Exercise objective: From the first line to the last, restate the data word for word.

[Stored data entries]
BEGIN

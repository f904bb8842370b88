use crate::{
    context::ProcessContext,
    symbol::{Annotation, AnnotationValue, Declaration},
};
use destinations_schema::{
    MODULE_INFO_PREFIX, MODULE_REGISTRY_PACKAGE, MODULE_REGISTRY_PREFIX,
    error::NavError,
    node::{DestinationResultSenderInfo, SubModuleInfo},
};

/// Read the registries published by dependency modules.
pub fn read_sub_modules(ctx: &ProcessContext<'_>) -> Result<Vec<SubModuleInfo>, NavError> {
    let registries: Vec<Declaration> = ctx
        .resolver
        .declarations_in_package(MODULE_REGISTRY_PACKAGE)
        .filter(|d| d.simple_name().starts_with(MODULE_REGISTRY_PREFIX))
        .collect();

    let mut modules = Vec::with_capacity(registries.len());
    for registry in &registries {
        let info = registry
            .annotations
            .iter()
            .find(|a| a.simple_name().starts_with(MODULE_INFO_PREFIX))
            .ok_or_else(|| {
                NavError::setup(
                    &registry.qualified_name,
                    "module registry carries no module info annotation",
                )
            })?;

        let module = read_info(&registry.qualified_name, info)?;
        ctx.logger.debug(&format!(
            "found sub module '{}' with {} top level graphs",
            module.gen_package_name,
            module.top_level_graphs.len()
        ));
        modules.push(module);
    }

    Ok(modules)
}

fn read_info(registry: &str, info: &Annotation) -> Result<SubModuleInfo, NavError> {
    let reader = Fields { registry, annotation: info };

    let public_result_senders = reader
        .array("typeResults")
        .iter()
        .map(|value| {
            let result = value.as_annotation().ok_or_else(|| {
                NavError::setup(registry, "module info 'typeResults' must hold annotations")
            })?;
            let fields = Fields {
                registry,
                annotation: result,
            };

            Ok(DestinationResultSenderInfo {
                destination: fields.string("destination")?,
                result_type: fields.string("resultType")?,
                is_result_nullable: fields.bool("isResultNullable")?,
                result_nav_type: fields.string("resultNavType")?,
            })
        })
        .collect::<Result<Vec<_>, NavError>>()?;

    let top_level_graphs = reader
        .array("topLevelGraphs")
        .iter()
        .map(|value| {
            value.as_str().map(str::to_string).ok_or_else(|| {
                NavError::setup(registry, "module info 'topLevelGraphs' must hold strings")
            })
        })
        .collect::<Result<Vec<_>, NavError>>()?;

    let name = reader.string("moduleName")?;

    Ok(SubModuleInfo {
        name: (!name.is_empty()).then_some(name),
        gen_package_name: reader.string("packageName")?,
        has_nav_args_package: reader.bool("hasNavArgsPackage")?,
        top_level_graphs,
        public_result_senders,
    })
}

///
/// Fields
///

struct Fields<'a> {
    registry: &'a str,
    annotation: &'a Annotation,
}

impl Fields<'_> {
    fn missing(&self, name: &str) -> NavError {
        NavError::setup(
            self.registry,
            format!(
                "'{}' is missing required argument '{name}'",
                self.annotation.simple_name()
            ),
        )
    }

    fn string(&self, name: &str) -> Result<String, NavError> {
        self.annotation
            .argument(name)
            .and_then(AnnotationValue::as_str)
            .map(str::to_string)
            .ok_or_else(|| self.missing(name))
    }

    fn bool(&self, name: &str) -> Result<bool, NavError> {
        self.annotation
            .argument(name)
            .and_then(AnnotationValue::as_bool)
            .ok_or_else(|| self.missing(name))
    }

    // absent arrays read as empty
    fn array(&self, name: &str) -> &[AnnotationValue] {
        self.annotation
            .argument(name)
            .map(AnnotationValue::as_slice)
            .unwrap_or_default()
    }
}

END

Reply to the task:
repository f904bb8842370b88
use crate::{
    context::ProcessContext,
    symbol::{Annotation, AnnotationValue, Declaration},
};
use destinations_schema::{
    MODULE_INFO_PREFIX, MODULE_REGISTRY_PACKAGE, MODULE_REGISTRY_PREFIX,
    error::NavError,
    node::{DestinationResultSenderInfo, SubModuleInfo},
};

/// Read the registries published by dependency modules.
pub fn read_sub_modules(ctx: &ProcessContext<'_>) -> Result<Vec<SubModuleInfo>, NavError> {
    let registries: Vec<Declaration> = ctx
        .resolver
        .declarations_in_package(MODULE_REGISTRY_PACKAGE)
        .filter(|d| d.simple_name().starts_with(MODULE_REGISTRY_PREFIX))
        .collect();

    let mut modules = Vec::with_capacity(registries.len());
    for registry in &registries {
        let info = registry
            .annotations
            .iter()
            .find(|a| a.simple_name().starts_with(MODULE_INFO_PREFIX))
            .ok_or_else(|| {
                NavError::setup(
                    &registry.qualified_name,
                    "module registry carries no module info annotation",
                )
            })?;

        let module = read_info(&registry.qualified_name, info)?;
        ctx.logger.debug(&format!(
            "found sub module '{}' with {} top level graphs",
            module.gen_package_name,
            module.top_level_graphs.len()
        ));
        modules.push(module);
    }

    Ok(modules)
}

fn read_info(registry: &str, info: &Annotation) -> Result<SubModuleInfo, NavError> {
    let reader = Fields { registry, annotation: info };

    let public_result_senders = reader
        .array("typeResults")
        .iter()
        .map(|value| {
            let result = value.as_annotation().ok_or_else(|| {
                NavError::setup(registry, "module info 'typeResults' must hold annotations")
            })?;
            let fields = Fields {
                registry,
                annotation: result,
            };

            Ok(DestinationResultSenderInfo {
                destination: fields.string("destination")?,
                result_type: fields.string("resultType")?,
                is_result_nullable: fields.bool("isResultNullable")?,
                result_nav_type: fields.string("resultNavType")?,
            })
        })
        .collect::<Result<Vec<_>, NavError>>()?;

    let top_level_graphs = reader
        .array("topLevelGraphs")
        .iter()
        .map(|value| {
            value.as_str().map(str::to_string).ok_or_else(|| {
                NavError::setup(registry, "module info 'topLevelGraphs' must hold strings")
            })
        })
        .collect::<Result<Vec<_>, NavError>>()?;

    let name = reader.string("moduleName")?;

    Ok(SubModuleInfo {
        name: (!name.is_empty()).then_some(name),
        gen_package_name: reader.string("packageName")?,
        has_nav_args_package: reader.bool("hasNavArgsPackage")?,
        top_level_graphs,
        public_result_senders,
    })
}

///
/// Fields
///

struct Fields<'a> {
    registry: &'a str,
    annotation: &'a Annotation,
}

impl Fields<'_> {
    fn missing(&self, name: &str) -> NavError {
        NavError::setup(
            self.registry,
            format!(
                "'{}' is missing required argument '{name}'",
                self.annotation.simple_name()
            ),
        )
    }

    fn string(&self, name: &str) -> Result<String, NavError> {
        self.annotation
            .argument(name)
            .and_then(AnnotationValue::as_str)
            .map(str::to_string)
            .ok_or_else(|| self.missing(name))
    }

    fn bool(&self, name: &str) -> Result<bool, NavError> {
        self.annotation
            .argument(name)
            .and_then(AnnotationValue::as_bool)
            .ok_or_else(|| self.missing(name))
    }

    // absent arrays read as empty
    fn array(&self, name: &str) -> &[AnnotationValue] {
        self.annotation
            .argument(name)
            .map(AnnotationValue::as_slice)
            .unwrap_or_default()
    }
}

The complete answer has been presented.